These super creamy mini cheesecakes with fresh blackberry filling and an oreo crust are such an easy and tasty recipe to make! Made with cream cheese, sour cream, and fresh blackberries, these are a creamy delight!
Author:Emilia Hayes
Prep Time:20 minutes
Cook Time:17-20 minutes
Total Time:1 hour 10 minutes
Category:Sweet
Ingredients
Scale
Blackberry Sauce: 1 tablespoon lemon juice, ¼ cup sugar, 16 oz fresh Blackberries
Cheesecake Batter: 8 ounces cream cheese, 8 ounces mascarpone, ⅓ cup sour cream, ½ cup sugar,
1 tsp vanilla, ½ tsp almond, ¼ tsp salt, 3 eggs, ½ cup blackberry sauce
Instructions
Make the blackberry sauce: Puree blackberries, sugar, and lemon juice. Cook on medium-high heat for 10-15 minutes. Cool.
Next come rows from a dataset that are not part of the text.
//! Two-stage threaded FFT convolution for cabinet impulse responses.
//!
//! [`Convolver`] splits an impulse response into a short head segment
//! processed synchronously on the audio thread and, for IRs longer than
//! `2 * TAIL_BLOCK` samples, a long tail segment processed on a background
//! worker thread. The worker handoff is a pair of binary semaphores
//! ([`semaphore::BinarySemaphore`]) so the audio thread never does anything
//! but a single bounded wait.

mod convolver;
mod partition;
mod semaphore;
mod tail;

pub use convolver::{Convolver, HEAD_BLOCK, TAIL_BLOCK};
pub use partition::PartitionedConvolver;
impl ParameterInfo for Engine {
    fn param_count(&self) -> usize {
        ParamIndex::COUNT
    }

    fn param_info(&self, index: usize) -> Option<ParamDescriptor> {
        ParamIndex::ALL.get(index).map(|&p| params::descriptor(p))
    }

    /// Also matches a descriptor's `string_id` (the preset/host key), not
    /// just its display name, since the two diverge for several parameters
    /// (e.g. `"NETBYPASS"` vs. the display name `"Model Bypass"`).
    fn find_param_by_name(&self, name: &str) -> Option<usize> {
        (0..self.param_count()).find(|&i| {
            self.param_info(i).is_some_and(|d| {
                d.name.eq_ignore_ascii_case(name)
                    || d.short_name.eq_ignore_ascii_case(name)
                    || d.string_id.eq_ignore_ascii_case(name)
            })
        })
    }

    fn get_param(&self, index: usize) -> f32 {
        let Some(&p) = ParamIndex::ALL.get(index) else { return 0.0 };
        match p {
            ParamIndex::Antialiasing => self.tone.input_lpf_amount(),
            ParamIndex::Pregain => self.tone.pregain.db(),
            ParamIndex::NetBypass => bool_to_f32(self.tone.net_bypass),
            ParamIndex::EqBypass => bool_to_f32(self.tone.eq_bypass),
            ParamIndex::EqPos => bool_to_f32(self.tone.eq_pos == EqPosition::Pre),
            ParamIndex::Bass => self.tone.bass_db(),
            ParamIndex::Bfreq => self.tone.bass_hz(),
            ParamIndex::Mid => self.tone.mid_db(),
            ParamIndex::Mfreq => self.tone.mid_hz(),
            ParamIndex::Midq => self.tone.mid_q(),
            ParamIndex::Mtype => bool_to_f32(self.tone.mid_type == MidType::Bandpass),
            ParamIndex::Treble => self.tone.treble_db(),
            ParamIndex::Tfreq => self.tone.treble_hz(),
            ParamIndex::Depth => self.tone.depth_db(),
            ParamIndex::Presence => self.tone.presence_db(),
            ParamIndex::Master => self.tone.master.db(),
            ParamIndex::CabsimBypass => bool_to_f32(self.cabsim_bypass),
            ParamIndex::Bypass => bool_to_f32(self.bypass),
            ParamIndex::Param1 => self.param1.target(),
            ParamIndex::Param2 => self.param2.target(),
            ParamIndex::ModelInputSize => self.model.with(|m| m.input_size()).unwrap_or(0) as f32,
            ParamIndex::MeterIn => self.meters.input_peak(),
            ParamIndex::MeterOut => self.meters.output_peak(),
        }
    }

    fn set_param(&mut self, index: usize, value: f32) {
        let Some(&p) = ParamIndex::ALL.get(index) else { return };
        let value = params::descriptor(p).clamp(value);
        match p {
            ParamIndex::Antialiasing => self.tone.set_input_lpf_amount(value),
            ParamIndex::Pregain => self.tone.pregain.set_db(value),
            ParamIndex::NetBypass => self.tone.net_bypass = f32_to_bool(value),
            ParamIndex::EqBypass => self.tone.eq_bypass = f32_to_bool(value),
            ParamIndex::EqPos => {
                self.tone.eq_pos = if f32_to_bool(value) { EqPosition::Pre } else { EqPosition::Post };
            }
            ParamIndex::Bass => self.tone.set_bass(value, self.tone.bass_hz()),
            ParamIndex::Bfreq => self.tone.set_bass(self.tone.bass_db(), value),
            ParamIndex::Mid => self.tone.set_mid(value, self.tone.mid_hz(), self.tone.mid_q()),
            ParamIndex::Mfreq => self.tone.set_mid(self.tone.mid_db(), value, self.tone.mid_q()),
            ParamIndex::Midq => self.tone.set_mid(self.tone.mid_db(), self.tone.mid_hz(), value),
            ParamIndex::Mtype => {
                self.tone.set_mid_type(if f32_to_bool(value) { MidType::Bandpass } else { MidType::Peak });
            }
            ParamIndex::Treble => self.tone.set_treble(value, self.tone.treble_hz()),
            ParamIndex::Tfreq => self.tone.set_treble(self.tone.treble_db(), value),
            ParamIndex::Depth => self.tone.set_depth(value),
            ParamIndex::Presence => self.tone.set_presence(value),
            ParamIndex::Master => self.tone.master.set_db(value),
            ParamIndex::CabsimBypass => self.set_cabsim_bypass(f32_to_bool(value)),
            ParamIndex::Bypass => self.set_bypass(f32_to_bool(value)),
            ParamIndex::Param1 => self.param1.set_target(value),
            ParamIndex::Param2 => self.param2.set_target(value),
            ParamIndex::ModelInputSize | ParamIndex::MeterIn | ParamIndex::MeterOut => {}
        }
    }
}
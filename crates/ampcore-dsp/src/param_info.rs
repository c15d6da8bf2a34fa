//! Parameter introspection for the amp's fixed 23-entry parameter surface.
//!
//! [`ParameterInfo`] lets a host (the CLI's stdin commands, a preset loader)
//! discover and address parameters by index, by stable [`ParamId`], or by
//! name without knowing the concrete engine type. Each parameter is described
//! by a [`ParamDescriptor`] carrying its display name, range, unit, and the
//! flags a host needs (read-only meters vs. automatable controls).
//!
//! # Example
//!
//! ```rust
//! use ampcore_dsp::{ParameterInfo, ParamDescriptor, ParamId};
//!
//! struct SimpleGain {
//!     gain_db: f32,
//! }
//!
//! impl ParameterInfo for SimpleGain {
//!     fn param_count(&self) -> usize { 1 }
//!
//!     fn param_info(&self, index: usize) -> Option<ParamDescriptor> {
//!         match index {
//!             0 => Some(ParamDescriptor::gain_db("Gain", "Gain", -60.0, 12.0, 0.0)
//!                 .with_id(ParamId(100), "gain_level")),
//!             _ => None,
//!         }
//!     }
//!
//!     fn get_param(&self, index: usize) -> f32 {
//!         match index {
//!             0 => self.gain_db,
//!             _ => 0.0,
//!         }
//!     }
//!
//!     fn set_param(&mut self, index: usize, value: f32) {
//!         match index {
//!             0 => self.gain_db = value.clamp(-60.0, 12.0),
//!             _ => {}
//!         }
//!     }
//! }
//! ```

/// Scaling curve for a parameter's descriptor.
///
/// Purely descriptive here — the amp's 23 parameters are all addressed by
/// their plain value, never normalized — but `Bfreq`/`Mfreq`/`Tfreq` are
/// tagged `Logarithmic` since a host control surface built on this
/// descriptor would want log-spaced resolution for a frequency knob.
#[derive(Debug, Clone, Copy, PartialEq, Default)]
pub enum ParamScale {
    /// Linear mapping (default). Equal resolution across the range.
    #[default]
    Linear,
    /// Logarithmic mapping. More resolution at low values; used for the
    /// tone stack's corner-frequency parameters.
    Logarithmic,
}

/// Stable parameter identifier that survives reordering.
///
/// Assigned once per parameter in [`crate`]'s descriptor table and never
/// reused, so a preset saved against one build keeps resolving the same
/// control after later parameters are added.
#[derive(Debug, Clone, Copy, PartialEq, Eq, Hash)]
pub struct ParamId(pub u32);

/// Parameter capability flags.
///
/// Only two bits are in play: the default `AUTOMATABLE` for every
/// user-facing control, and `READ_ONLY` for the three meter/info params
/// (`ModelInputSize`, `MeterIn`, `MeterOut`) a host must never write to.
#[derive(Debug, Clone, Copy, PartialEq, Eq)]
pub struct ParamFlags(u8);

impl ParamFlags {
    /// No flags set.
    pub const NONE: Self = Self(0);
    /// Host can automate this parameter (default for all params).
    pub const AUTOMATABLE: Self = Self(1 << 0);
    /// Parameter is read-only (metering, display only).
    pub const READ_ONLY: Self = Self(1 << 1);

    /// Returns `true` if all bits in `other` are set in `self`.
    #[inline]
    pub const fn contains(self, other: Self) -> bool {
        self.0 & other.0 == other.0
    }

    /// Returns the union of two flag sets.
    #[inline]
    pub const fn union(self, other: Self) -> Self {
        Self(self.0 | other.0)
    }
}

impl Default for ParamFlags {
    fn default() -> Self {
        Self::AUTOMATABLE
    }
}

/// Trait for types that expose an introspectable parameter table.
///
/// Implemented by [`Engine`](../../ampcore_engine/struct.Engine.html) over
/// its fixed 23-entry surface. Parameters are accessed by zero-based index;
/// the index is stable for the lifetime of the instance.
pub trait ParameterInfo {
    /// Returns the number of parameters this instance exposes.
    ///
    /// Valid parameter indices are `0..param_count()`.
    fn param_count(&self) -> usize;

    /// Returns the descriptor for the parameter at the given index.
    ///
    /// Returns `None` if `index >= param_count()`.
    fn param_info(&self, index: usize) -> Option<ParamDescriptor>;

    /// Gets the current value of the parameter at the given index.
    ///
    /// Returns `0.0` if `index >= param_count()`.
    fn get_param(&self, index: usize) -> f32;

    /// Find a parameter index by name (case-insensitive).
    ///
    /// Matches against both [`ParamDescriptor::name`] and
    /// [`ParamDescriptor::short_name`].
    fn find_param_by_name(&self, name: &str) -> Option<usize> {
        for i in 0..self.param_count() {
            if let Some(desc) = self.param_info(i)
                && (desc.name.eq_ignore_ascii_case(name)
                    || desc.short_name.eq_ignore_ascii_case(name))
            {
                return Some(i);
            }
        }
        None
    }

    /// Sets the value of the parameter at the given index.
    ///
    /// Implementations should clamp to the descriptor's range and ignore
    /// out-of-bounds indices.
    fn set_param(&mut self, index: usize, value: f32);

    /// Returns the stable [`ParamId`] for the parameter at the given index.
    fn param_id(&self, index: usize) -> Option<ParamId> {
        self.param_info(index).map(|d| d.id)
    }

    /// Finds a parameter index by its stable [`ParamId`].
    ///
    /// Scans all parameters (O(n)) — suitable for setup paths, not audio.
    fn param_index_by_id(&self, id: ParamId) -> Option<usize> {
        (0..self.param_count()).find(|&i| self.param_info(i).is_some_and(|d| d.id == id))
    }
}

/// Describes a single parameter's metadata for display and validation.
///
/// # Short Name
///
/// `short_name` is kept to 8 characters or less, matching the amp's own
/// stdin command surface and any hardware LCD a host might drive from it.
#[derive(Debug, Clone, Copy, PartialEq)]
pub struct ParamDescriptor {
    /// Full parameter name for display (e.g., "Pre Gain").
    pub name: &'static str,

    /// Short name for compact displays, max 8 characters (e.g., "PreGain").
    pub short_name: &'static str,

    /// Unit type for formatting the parameter value.
    pub unit: ParamUnit,

    /// Minimum allowed value for this parameter.
    pub min: f32,

    /// Maximum allowed value for this parameter.
    pub max: f32,

    /// Default value when the engine is initialized or reset.
    pub default: f32,

    /// Recommended step increment for encoder-based control.
    ///
    /// `1.0` for the boolean and discrete-mode parameters; a fraction of
    /// the range for everything else.
    pub step: f32,

    /// Stable numeric ID for preset persistence. Never changes once
    /// assigned to a given parameter.
    pub id: ParamId,

    /// Human-readable stable ID — doubles as the preset file key and the
    /// name the CLI's `json`/stdin commands match against.
    pub string_id: &'static str,

    /// Normalization curve. Default: [`ParamScale::Linear`].
    pub scale: ParamScale,

    /// Capability flags. Default: [`ParamFlags::AUTOMATABLE`].
    pub flags: ParamFlags,
}

impl ParamDescriptor {
    /// Standard mix-style parameter (0–100%, default 50%).
    ///
    /// Used as the base for `PARAM1`/`PARAM2`, the model's two free macro
    /// inputs — overridden to `ParamUnit::None` since they carry no fixed
    /// physical unit.
    pub fn mix() -> Self {
        Self {
            name: "Mix",
            short_name: "Mix",
            unit: ParamUnit::Percent,
            min: 0.0,
            max: 100.0,
            default: 50.0,
            step: 1.0,
            id: ParamId(0),
            string_id: "",
            scale: ParamScale::Linear,
            flags: ParamFlags::AUTOMATABLE,
        }
    }

    /// Gain parameter with custom name and range (decibels).
    ///
    /// The base descriptor for most of the amp's controls — tone stack
    /// bands, pregain, master — and then adjusted per-parameter via struct
    /// update syntax for the boolean/discrete ones (`step: 1.0`) and the
    /// read-only meters (`flags: ParamFlags::READ_ONLY`).
    pub fn gain_db(
        name: &'static str,
        short_name: &'static str,
        min: f32,
        max: f32,
        default: f32,
    ) -> Self {
        Self {
            name,
            short_name,
            unit: ParamUnit::Decibels,
            min,
            max,
            default,
            step: 0.5,
            id: ParamId(0),
            string_id: "",
            scale: ParamScale::Linear,
            flags: ParamFlags::AUTOMATABLE,
        }
    }

    /// Corner-frequency parameter in Hz, logarithmically scaled.
    ///
    /// Backs `Bfreq`/`Mfreq`/`Tfreq`, the three tone stack band frequencies.
    pub fn rate_hz(min: f32, max: f32, default: f32) -> Self {
        Self {
            name: "Rate",
            short_name: "Rate",
            unit: ParamUnit::Hertz,
            min,
            max,
            default,
            step: 0.05,
            id: ParamId(0),
            string_id: "",
            scale: ParamScale::Logarithmic,
            flags: ParamFlags::AUTOMATABLE,
        }
    }

    /// Sets the stable parameter ID and string ID.
    ///
    /// Builder pattern — call after a factory method or struct literal.
    pub const fn with_id(mut self, id: ParamId, string_id: &'static str) -> Self {
        self.id = id;
        self.string_id = string_id;
        self
    }

    /// Clamps a value to this parameter's valid range.
    #[inline]
    pub fn clamp(&self, value: f32) -> f32 {
        if value < self.min {
            self.min
        } else if value > self.max {
            self.max
        } else {
            value
        }
    }
}

/// Unit type for parameter display and formatting.
#[derive(Debug, Clone, Copy, PartialEq, Eq, Hash)]
pub enum ParamUnit {
    /// Decibels (dB) - for gain and level parameters.
    Decibels,

    /// Hertz (Hz) - for the tone stack's corner-frequency parameters.
    Hertz,

    /// Percentage (%) - for mix-style and meter parameters.
    Percent,

    /// No unit - for boolean/discrete-mode and free macro parameters.
    None,
}

impl ParamUnit {
    /// Returns the unit suffix string for display.
    pub const fn suffix(&self) -> &'static str {
        match self {
            ParamUnit::Decibels => " dB",
            ParamUnit::Hertz => " Hz",
            ParamUnit::Percent => "%",
            ParamUnit::None => "",
        }
    }
}
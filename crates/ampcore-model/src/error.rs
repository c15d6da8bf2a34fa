use std::path::PathBuf;

/// Errors encountered while loading a neural amplifier model from disk.
#[derive(Debug, thiserror::Error)]
pub enum ModelLoadError {
    /// The file could not be read.
    #[error("failed to read model file {path}: {source}")]
    ReadFile {
        path: PathBuf,
        #[source]
        source: std::io::Error,
    },

    /// The file was not valid JSON, or not shaped like an RTNeural model.
    #[error("failed to parse model file {path}: {source}")]
    Parse {
        path: PathBuf,
        #[source]
        source: serde_json::Error,
    },

    /// The model's layer shapes didn't match any known `ModelVariant`.
    #[error(
        "model architecture not recognized: first layer type {layer_type:?}, \
         hidden size {hidden:?}, input size {input_size:?}"
    )]
    UnrecognizedArchitecture {
        layer_type: Option<String>,
        hidden: Option<usize>,
        input_size: Option<usize>,
    },

    /// A layer's flattened weight count didn't match its declared shape.
    #[error("layer {index} has malformed weights: expected {expected} values, found {found}")]
    MalformedWeights {
        index: usize,
        expected: usize,
        found: usize,
    },

    /// `in_skip` was something other than 0 or 1.
    #[error("unsupported in_skip value {value}, only 0 or 1 is supported")]
    UnsupportedInputSkip { value: u32 },
}
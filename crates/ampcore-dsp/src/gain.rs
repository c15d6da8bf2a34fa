//! Gain staging helpers shared by the pre-gain and master-gain controls.
//!
//! Both controls follow the same shape: a dB-ranged parameter, clamped on
//! set, smoothed in the linear domain so the audio-path multiply stays a
//! single multiplication per sample.
//!
//! # Usage
//!
//! ```rust
//! use ampcore_dsp::gain::GainStage;
//!
//! let mut pregain = GainStage::new(48000.0, -12.0, 3.0, 10.0);
//! pregain.set_db(0.0);
//! assert!((pregain.db() - 0.0).abs() < 0.1);
//! ```

use crate::{ParamDescriptor, SmoothedParam, db_to_linear, linear_to_db};

/// A dB-ranged gain control backed by a [`SmoothedParam`] in the linear domain.
#[derive(Debug, Clone)]
pub struct GainStage {
    param: SmoothedParam,
    min_db: f32,
    max_db: f32,
}

impl GainStage {
    /// Create a gain stage clamped to `[min_db, max_db]`, smoothed over
    /// `smoothing_time_ms` milliseconds, starting at 0 dB.
    pub fn new(sample_rate: f32, min_db: f32, max_db: f32, smoothing_time_ms: f32) -> Self {
        Self {
            param: SmoothedParam::with_config(1.0, sample_rate, smoothing_time_ms),
            min_db,
            max_db,
        }
    }

    /// Set the target gain from dB, clamped to the configured range.
    #[inline]
    pub fn set_db(&mut self, db: f32) {
        self.param
            .set_target(db_to_linear(db.clamp(self.min_db, self.max_db)));
    }

    /// Read the target gain as dB.
    #[inline]
    pub fn db(&self) -> f32 {
        linear_to_db(self.param.target())
    }

    /// Advance the smoother and return the next linear gain multiplier.
    #[inline]
    pub fn next(&mut self) -> f32 {
        self.param.advance()
    }

    /// Update the sample rate (recomputes the smoothing coefficient).
    pub fn set_sample_rate(&mut self, sample_rate: f32) {
        self.param.set_sample_rate(sample_rate);
    }
}

/// A [`ParamDescriptor`] for a dB-ranged gain control with the given bounds.
pub fn db_range_descriptor(
    name: &'static str,
    short_name: &'static str,
    min_db: f32,
    max_db: f32,
) -> ParamDescriptor {
    ParamDescriptor::gain_db(name, short_name, min_db, max_db, 0.0)
}

#[cfg(test)]
mod tests {
    use super::*;

    #[test]
    fn gain_stage_roundtrip() {
        let mut stage = GainStage::new(48000.0, -12.0, 3.0, 10.0);
        stage.set_db(-6.0);
        assert!((stage.db() - (-6.0)).abs() < 0.01);
    }

    #[test]
    fn gain_stage_clamps() {
        let mut stage = GainStage::new(48000.0, -12.0, 3.0, 10.0);
        stage.set_db(-50.0);
        assert!((stage.db() - (-12.0)).abs() < 0.01);
        stage.set_db(50.0);
        assert!((stage.db() - 3.0).abs() < 0.01);
    }

    #[test]
    fn gain_stage_converges() {
        let mut stage = GainStage::new(48000.0, -15.0, 15.0, 10.0);
        stage.set_db(6.0);
        let mut out = 1.0;
        for _ in 0..4800 {
            out = stage.next();
        }
        assert!((out - db_to_linear(6.0)).abs() < 0.01, "got {out}");
    }
}
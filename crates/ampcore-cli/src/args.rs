//! Command-line flags for the real-time driver.

use clap::Parser;
use std::path::PathBuf;

#[derive(Parser)]
#[command(name = "ampcore")]
#[command(author, version, about = "Real-time driver for the ampcore amplifier engine", long_about = None)]
pub struct Cli {
    /// Neural model JSON to load at startup. Defaults to the embedded model.
    #[arg(long, value_name = "PATH")]
    pub model: Option<PathBuf>,

    /// Cabinet impulse response (WAV or FLAC) to load at startup. Leaves the
    /// cabinet stage bypassed if not given.
    #[arg(long, value_name = "PATH")]
    pub cabinet: Option<PathBuf>,

    /// Preset file to load at startup, applied before `--model`/`--cabinet`.
    #[arg(long, value_name = "PATH")]
    pub preset: Option<PathBuf>,

    /// Input device (exact or partial name). Uses the system default if not given.
    #[arg(long)]
    pub input: Option<String>,

    /// Output device (exact or partial name). Uses the system default if not given.
    #[arg(long)]
    pub output: Option<String>,

    /// Sample rate in Hz.
    #[arg(long, default_value_t = 48000)]
    pub sample_rate: u32,

    /// Buffer size in frames.
    #[arg(long, default_value_t = 256)]
    pub buffer_size: u32,
}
Make the Oreo crust: Pulse Oreos and melted butter in a food processor. Press into muffin liners. Bake for 5 minutes. Cool.
Make the cheesecake batter: Blend cream cheese, mascarpone, sour cream, sugar, vanilla, almond, and salt in a food processor. Add eggs and blend until combined. Stir in ½ cup blackberry sauce.
Fill muffin tins with batter. Bake for 17-20 minutes, until center is just set.
Cool at room temperature for 1 hour, then chill in the fridge for 3-4 hours. Serve with remaining blackberry sauce.
Notes
Use room temperature ingredients for a smooth texture.
Make the blackberry sauce ahead of time.
Use a silicone muffin pan or line a muffin pan with cupcake liners.
Don’t overbake the cheesecakes – they should still be slightly wobbly in the center.